Early stage dose form development is an important task during drug product development as it precedes pre clinical efficacy and safety testing. Selection of an appropriate dose form is often a trade off between the route of action, dose form preference and practicality.
Dosage form design depends greatly on the physical properties of the active and compatible excipient components with the properties being closely linked to the final product specification such as uniformity, stability and mechanical durability. The majority of early stage formulation development work supported by Agenda1 is to understand the how the solubility of the product is impacted by changes to the physical form (size, surface area, porosity, amorphous nature, polymorph etc).
Agenda1 have a wide range of in house equipment that is maintained to pharmaceutical Good Manufacturing Practise (cGMP) standards operated by its team of experienced scientists.
In this example, the original sample (a pulmonary product) was processed using a micronizer to mill to a respirable size before being blended with a lactose carrier (all work carried out by Agenda 1).
Equipment used to carry out the work above included (both pre and post micronization);
DSC – Confirmed the physical structure of the material pre and post milling as the material could take in or lose moisture which could have impacted the form.
TGA – to determin non-specific solvent levels of the starting material before milling, and also ascertain the melting point to understand if there were specific risks when milling.
BET SSA – Determined the surface area of the particles after milling which helped determine the impact this factor might have on dissolution, and was indicative of the homogeneity of the sample after milling.
XRD – X-Ray Diffraction produced a diffraction pattern for a sample which was then compared to a starting material, to ensure that high levels of amorphicity had not been introduced during milling.
SEM – Allowed the exact structure of the material to be viewed by the client.
Particle Sizing – A key factor to ensure the particle were of respirable size
HPLC – after blending with lactose formulation was assessed for content uniformity at levels ranging between 5% w/w to 0.1% w/w.
In this example, the client supplied the Active Pharmaceutical Ingredient and requested that Agenda1 carry out low humidity milling which was carried out in a low humidity glove box.
Prior to milling, the starting material was fully characterized by Size, Surface Area, XRD, DSC and TGA. In addition an HPLC method was transferred into the laboratory.
The milled material was then measured for particle size, to ensure respirable particles had been manufactured.
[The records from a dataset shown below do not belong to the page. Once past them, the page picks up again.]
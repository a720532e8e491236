//! Value-level edits used by optimistic writes, reconciliation and rollback.
//!
//! Cached list values come in three shapes: a single page
//! (`{items, page, page_size, total}`), a page collection (`{pages: [..]}`)
//! and a bare array. Every helper returns `None` when it has nothing to change,
//! which leaves the entry untouched.

use serde::{de::DeserializeOwned, Serialize};
use serde_json::Value;

pub(crate) fn id_of(record: &Value) -> Option<i64> {
    record.get("id").and_then(Value::as_i64)
}

fn is_optimistic(record: &Value) -> bool {
    record.get("is_optimistic").and_then(Value::as_bool).unwrap_or(false)
}

/// Every item array inside a list value, in display order.
fn item_arrays_mut(value: &mut Value) -> Vec<&mut Vec<Value>> {
    match value {
        Value::Array(items) => vec![items],
        Value::Object(map) => {
            if map.contains_key("pages") {
                match map.get_mut("pages") {
                    Some(Value::Array(pages)) => pages
                        .iter_mut()
                        .filter_map(|page| match page.get_mut("items") {
                            Some(Value::Array(items)) => Some(items),
                            _ => None,
                        })
                        .collect(),
                    _ => Vec::new(),
                }
            } else {
                match map.get_mut("items") {
                    Some(Value::Array(items)) => vec![items],
                    _ => Vec::new(),
                }
            }
        }
        _ => Vec::new(),
    }
}

fn item_arrays(value: &Value) -> Vec<&Vec<Value>> {
    match value {
        Value::Array(items) => vec![items],
        Value::Object(map) => match (map.get("pages"), map.get("items")) {
            (Some(Value::Array(pages)), _) => pages
                .iter()
                .filter_map(|page| page.get("items").and_then(Value::as_array))
                .collect(),
            (None, Some(Value::Array(items))) => vec![items],
            _ => Vec::new(),
        },
        _ => Vec::new(),
    }
}

/// Add `delta` to the `total` of a page, or of every page in a collection.
fn adjust_total(value: &mut Value, delta: i64) {
    let bump = |page: &mut Value| {
        if let Some(total) = page.get("total").and_then(Value::as_u64) {
            page["total"] = Value::from((total as i64 + delta).max(0) as u64);
        }
    };
    match value.get_mut("pages") {
        Some(Value::Array(pages)) => pages.iter_mut().for_each(bump),
        _ => bump(value),
    }
}

/// Find a confirmed (server-assigned, non-optimistic) record by id.
pub(crate) fn find_confirmed(value: &Value, id: i64) -> Option<Value> {
    if id <= 0 {
        return None;
    }
    item_arrays(value)
        .into_iter()
        .flatten()
        .find(|record| id_of(record) == Some(id) && !is_optimistic(record))
        .cloned()
}

/// Insert a record at the head of the list (first page for collections) and
/// count it in `total`.
pub(crate) fn prepend(value: &Value, record: &Value) -> Option<Value> {
    let mut next = value.clone();
    {
        let mut arrays = item_arrays_mut(&mut next);
        let first = arrays.first_mut()?;
        first.insert(0, record.clone());
    }
    adjust_total(&mut next, 1);
    Some(next)
}

/// Insert a record at the tail of a bare array.
pub(crate) fn append(value: &Value, record: &Value) -> Option<Value> {
    let mut items = value.as_array()?.clone();
    items.push(record.clone());
    Some(Value::Array(items))
}

/// Replace the record with `id`, wherever it sits.
pub(crate) fn replace_by_id(value: &Value, id: i64, record: &Value) -> Option<Value> {
    patch_by_id(value, id, |_| Some(record.clone()))
}

/// Rewrite the record with `id` through `patch`.
pub(crate) fn patch_by_id<F>(value: &Value, id: i64, mut patch: F) -> Option<Value>
where
    F: FnMut(&Value) -> Option<Value>,
{
    let mut next = value.clone();
    let mut changed = false;
    for items in item_arrays_mut(&mut next) {
        for item in items.iter_mut() {
            if id_of(item) == Some(id) {
                if let Some(patched) = patch(item) {
                    *item = patched;
                    changed = true;
                }
            }
        }
    }
    changed.then_some(next)
}

/// Copy `fields` from `before` onto `current`, leaving every other field as
/// it is now. A field `before` lacked is removed.
pub(crate) fn restore_fields(current: &Value, before: &Value, fields: &[&str]) -> Option<Value> {
    let mut next = current.clone();
    let map = next.as_object_mut()?;
    let mut changed = false;
    for field in fields {
        let old = before.get(*field);
        if map.get(*field) == old {
            continue;
        }
        match old {
            Some(value) => map.insert((*field).to_string(), value.clone()),
            None => map.remove(*field),
        };
        changed = true;
    }
    changed.then_some(next)
}

/// [`restore_fields`] for the row with `id`, using that row as it was in the
/// list value `before`.
pub(crate) fn restore_fields_by_id(current: &Value, before: Option<&Value>, id: i64, fields: &[&str]) -> Option<Value> {
    let row = find_confirmed(before?, id)?;
    patch_by_id(current, id, |now| restore_fields(now, &row, fields))
}

/// Drop the record with `id` and uncount it from `total`.
pub(crate) fn remove_by_id(value: &Value, id: i64) -> Option<Value> {
    let mut next = value.clone();
    let mut removed = 0;
    for items in item_arrays_mut(&mut next) {
        let before = items.len();
        items.retain(|item| id_of(item) != Some(id));
        removed += before - items.len();
    }
    if removed == 0 {
        return None;
    }
    adjust_total(&mut next, -(removed as i64));
    Some(next)
}

/// Edit a whole value as a typed model. `edit` returns whether it changed
/// anything; values that do not deserialize as `T` are left alone.
pub(crate) fn update_as<T, F>(value: &Value, edit: F) -> Option<Value>
where
    T: Serialize + DeserializeOwned,
    F: FnOnce(&mut T) -> bool,
{
    let mut model: T = serde_json::from_value(value.clone()).ok()?;
    if !edit(&mut model) {
        return None;
    }
    serde_json::to_value(model).ok()
}
//! Server-computed derived data: balances, settlement suggestions, totals.
//!
//! The client never computes these; it caches them and marks them stale when
//! an expense, member or trip mutation makes them outdated.

use std::collections::BTreeMap;

use serde::{Deserialize, Serialize};

use super::amount;

#[derive(Debug, Clone, PartialEq, Serialize, Deserialize)]
#[cfg_attr(feature = "ts", derive(ts_rs::TS))]
pub struct MemberBalance {
    pub member_id: i64,
    pub member_nickname: String,
    #[serde(deserialize_with = "amount::deserialize")]
    pub total_paid: f64,
    #[serde(deserialize_with = "amount::deserialize")]
    pub total_owed: f64,
    #[serde(deserialize_with = "amount::deserialize")]
    pub net_balance: f64,
    #[serde(default)]
    pub currency_balances: BTreeMap<String, f64>,
}

#[derive(Debug, Clone, PartialEq, Serialize, Deserialize)]
#[cfg_attr(feature = "ts", derive(ts_rs::TS))]
pub struct Balances {
    pub trip_id: i64,
    pub balances: Vec<MemberBalance>,
}

#[derive(Debug, Clone, PartialEq, Serialize, Deserialize)]
#[cfg_attr(feature = "ts", derive(ts_rs::TS))]
pub struct SettlementSuggestion {
    pub from_member_id: i64,
    pub to_member_id: i64,
    #[serde(deserialize_with = "amount::deserialize")]
    pub amount: f64,
    #[serde(default)]
    pub currency: String,
    #[serde(default)]
    pub from_nickname: String,
    #[serde(default)]
    pub to_nickname: String,
}

#[derive(Debug, Clone, PartialEq, Serialize, Deserialize)]
#[cfg_attr(feature = "ts", derive(ts_rs::TS))]
pub struct Settlements {
    pub trip_id: i64,
    pub base_currency: String,
    pub settlements: Vec<SettlementSuggestion>,
}

/// Per-member breakdown. The shape is owned by the server and only displayed,
/// so everything beyond the identity fields is kept as raw JSON.
#[derive(Debug, Clone, PartialEq, Serialize, Deserialize)]
pub struct MemberBalanceDetail {
    pub member_id: i64,
    #[serde(default)]
    pub member_nickname: String,
    #[serde(flatten)]
    pub details: serde_json::Map<String, serde_json::Value>,
}

/// Spend summary for one trip.
#[derive(Debug, Clone, PartialEq, Serialize, Deserialize)]
#[cfg_attr(feature = "ts", derive(ts_rs::TS))]
pub struct TripTotals {
    pub trip_id: i64,
    pub base_currency: String,
    #[serde(deserialize_with = "amount::deserialize")]
    pub total_spent: f64,
    pub expense_count: u64,
}

impl From<&super::Trip> for TripTotals {
    fn from(trip: &super::Trip) -> Self {
        Self {
            trip_id: trip.id,
            base_currency: trip.base_currency.clone(),
            total_spent: trip.total_spent,
            expense_count: trip.expense_count,
        }
    }
}

#[cfg(test)]
mod tests {
    use super::*;

    #[test]
    fn test_parse_balances_response() {
        let json = r#"{"trip_id": 7, "balances": [{"member_id": 3, "member_nickname": "Ana",
            "total_paid": 40.0, "total_owed": 20.0, "net_balance": 20.0,
            "currency_balances": {"USD": 20.0}}]}"#;
        let balances: Balances = serde_json::from_str(json).unwrap();
        assert_eq!(balances.balances[0].net_balance, 20.0);
        assert_eq!(balances.balances[0].currency_balances["USD"], 20.0);
    }

    #[test]
    fn test_member_balance_detail_keeps_extra_fields() {
        let json = r#"{"member_id": 3, "member_nickname": "Ana", "paid_expenses": [], "total_paid": 0}"#;
        let detail: MemberBalanceDetail = serde_json::from_str(json).unwrap();
        assert_eq!(detail.member_id, 3);
        assert!(detail.details.contains_key("paid_expenses"));
    }
}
Whilst that work was proceeding, an HPLC method was adopted. After milling and checking that the material had remained crystalline, the API was blended at various concentration levels with a carrier material (lactose). This work was supported by Agenda1’s long history of involvement in pulmonary dose form development and understanding of the challenges in this area.
The subsequent blends were tested for content uniformity by HPLC before being released and supported by a certificate of analysis. This completion of this work was to a tightly defined, agreed timeline, as the material produced here was then passed to another laboratory for further work.